Most startling is how fast this erosion is accelerating. The world wide web, our open borders, and transportation advances around the world have made it very easy for U.S. manufacturers to outsource overseas. It is cheaper to cut costs by importing rather than investing in manufacturing improvements at home.
Economists cry "foul" at the word tariff. But without adequate tariffs, our tax system discriminates against our domestic producers. Is it good for America to have $30+ billion trade deficits every month? Can we continue to trade deficits with China without sacrificing our economic future? If we aren’t working and producing, we cannot remain the most powerful nation in the world. We need Fair Trade policies that make sense. Economists argue that eventually other countries will raise their living standards (as South Korea and Taiwan already are doing) and then we will all compete on equal footing. But there are two ways to get there: lower our standards until the rest of the world catches up, or insist that we compete freely only with those countries where companies give their workers a basic basket of benefits and elementary environmental protection. This is what is referred to as “fair trade.”
We can save the U.S. economy with the following Fair Trade steps:
- Stop domestic discrimination.
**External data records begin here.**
//! Mapping between the live graph and persisted documents.

use crate::config::PersistenceConfig;
use crate::document::{
    DraftEdge, DraftNode, EdgeEndpoint, EditorState, FlowDraft, FlowVersion, VersionGraph,
    VersionNode,
};
use crate::edge::Edge;
use crate::error::EditorError;
use crate::graph::FlowGraph;
use crate::node::{ContractField, JsonMap, Node};
use crate::placement::Viewport;
use crate::schema::{read_draft_node, read_edge, read_version_node};
use rootcause::prelude::Report;
use serde_json::Value;
use std::collections::BTreeMap;

/// Slug written for a node whose slug is empty.
pub const UNKNOWN_SLUG: &str = "unknown";

/// A graph rebuilt from a draft, with the canvas state saved alongside it.
#[derive(Debug, Clone, PartialEq)]
pub struct RestoredGraph {
    pub graph: FlowGraph,
    /// Present when the draft saved a complete viewport.
    pub viewport: Option<Viewport>,
    /// Draft nodes no schema reader accepted.
    pub skipped_nodes: usize,
}

/// Serializes the live graph into a draft.
///
/// Metadata and unknown fields of `base` are kept. A missing organization
/// is filled from `config`.
#[must_use]
pub fn draft_from_graph(
    graph: &FlowGraph,
    viewport: &Viewport,
    base: &FlowDraft,
    config: &PersistenceConfig,
) -> FlowDraft {
    let node_positions: BTreeMap<_, Value> = graph
        .nodes()
        .iter()
        .map(|node| (node.id.clone(), node.position.to_value()))
        .collect();

    let mut draft = base.clone();
    draft.draft_nodes = graph.nodes().iter().map(draft_node).collect();
    draft.draft_edges = graph.edges().iter().map(draft_edge).collect();
    draft.editor_state = Some(EditorState::new(viewport, node_positions));
    if draft.organization_id.as_deref().is_none_or(str::is_empty) {
        draft.organization_id = Some(config.default_organization_id.clone());
    }
    draft
}

fn draft_node(node: &Node) -> DraftNode {
    let mut root = JsonMap::new();
    for field in ContractField::ALL {
        if let Some(value) = node.data.contract.get(&field) {
            root.insert(field.as_str().to_string(), value.clone());
        }
    }
    root.entry(ContractField::Ports.as_str())
        .or_insert_with(|| Value::Array(Vec::new()));

    DraftNode {
        node_id: Some(node.id.clone()),
        operator_slug: Some(slug_or_unknown(node)),
        label: Some(label_or_id(node)),
        description: node.data.description.clone(),
        config: Some(node.data.config.clone()),
        root,
        ..DraftNode::default()
    }
}

fn draft_edge(edge: &Edge) -> DraftEdge {
    DraftEdge {
        id: Some(edge.id.clone()),
        from: Some(EdgeEndpoint {
            node_id: Some(edge.source.clone()),
            port: Some(edge.source_port.clone()),
        }),
        to: Some(EdgeEndpoint {
            node_id: Some(edge.target.clone()),
            port: Some(edge.target_port.clone()),
        }),
        ..DraftEdge::default()
    }
}

fn slug_or_unknown(node: &Node) -> String {
    if node.data.slug.is_empty() {
        UNKNOWN_SLUG.to_string()
    } else {
        node.data.slug.clone()
    }
}

fn label_or_id(node: &Node) -> String {
    if node.data.title.is_empty() {
        node.id.to_string()
    } else {
        node.data.title.clone()
    }
}

/// Rebuilds the live graph from a draft.
///
/// Nodes no reader accepts and edges with a missing endpoint are skipped
/// with a warning.
#[must_use]
pub fn graph_from_draft(draft: &FlowDraft) -> RestoredGraph {
    let state = draft.editor_state.as_ref();
    let mut skipped_nodes = 0;
    let mut nodes = Vec::with_capacity(draft.draft_nodes.len());
    for (index, draft_node) in draft.draft_nodes.iter().enumerate() {
        match read_draft_node(draft_node, state) {
            Some((node, reader)) => {
                tracing::trace!(node_id = %node.id, reader, "Read draft node");
                nodes.push(node);
            }
            None => {
                tracing::warn!(index, "Skipping draft node no schema reader accepts");
                skipped_nodes += 1;
            }
        }
    }

    RestoredGraph {
        graph: FlowGraph::from_parts(nodes, read_edges(&draft.draft_edges)),
        viewport: state.and_then(EditorState::viewport),
        skipped_nodes,
    }
}

fn read_edges(edges: &[DraftEdge]) -> Vec<Edge> {
    edges
        .iter()
        .enumerate()
        .filter_map(|(index, edge)| {
            let read = read_edge(edge);
            if read.is_none() {
                tracing::warn!(index, "Skipping edge without both endpoints");
            }
            read
        })
        .collect()
}

/// Serializes the live graph into the minimal version shape.
///
/// Positions move into `config.position`; contract fields and descriptions
/// are not part of a version.
#[must_use]
pub fn version_graph_from_graph(graph: &FlowGraph) -> VersionGraph {
    let nodes = graph
        .nodes()
        .iter()
        .map(|node| {
            let mut config = node.data.config.clone();
            config.insert("position".to_string(), node.position.to_value());
            VersionNode {
                node_id: Some(node.id.clone()),
                operator_slug: Some(slug_or_unknown(node)),
                label: Some(label_or_id(node)),
                config,
            }
        })
        .collect();

    VersionGraph {
        nodes,
        edges: graph.edges().iter().map(draft_edge).collect(),
    }
}

/// Rebuilds a live graph from a published version.
///
/// # Errors
///
/// Returns `InvalidVersion` if the version carries no graph.
pub fn graph_from_version(version: &FlowVersion) -> Result<FlowGraph, Report<EditorError>> {
    let Some(version_graph) = &version.graph else {
        return Err(EditorError::InvalidVersion {
            details: "version has no graph".to_string(),
        }
        .into());
    };

    let nodes = version_graph
        .nodes
        .iter()
        .enumerate()
        .filter_map(|(index, node)| {
            let read = read_version_node(node);
            if read.is_none() {
                tracing::warn!(index, "Skipping version node without node_id");
            }
            read
        })
        .collect();

    Ok(FlowGraph::from_parts(nodes, read_edges(&version_graph.edges)))
}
Tax imports the same that our own manufacturers are taxed.
- Enforce the trade agreements now, not the 5 year moratorium that China has to comply with WTO provisions.
- Enforce copyright and trademark protections in violator's countries by restricting their exports.
- Use trade to make importers clean up their act- they are dumping toxins in the air and water without any regard to the environment.
As Fair Trade continues to be repressed and Free but Not Fair Trade is allowed to decimate our manufacturing, our wages will begin to equalize with the rest of the world by descending to the world’s standard of living.
This will affect every American, no matter if their job is in manufacturing, service or government. Americans should have the opportunity to vote in November of 2010 on which form of trade they prefer: the mismanaged variety (masquerading as free trade) or fair trade. They will have this opportunity only if one of the political parties has the civic courage to lift the fog in which economists, big business and naive liberals have shrouded this whole sordid business. Then fair trade will not only be sound economics for America but also good politics.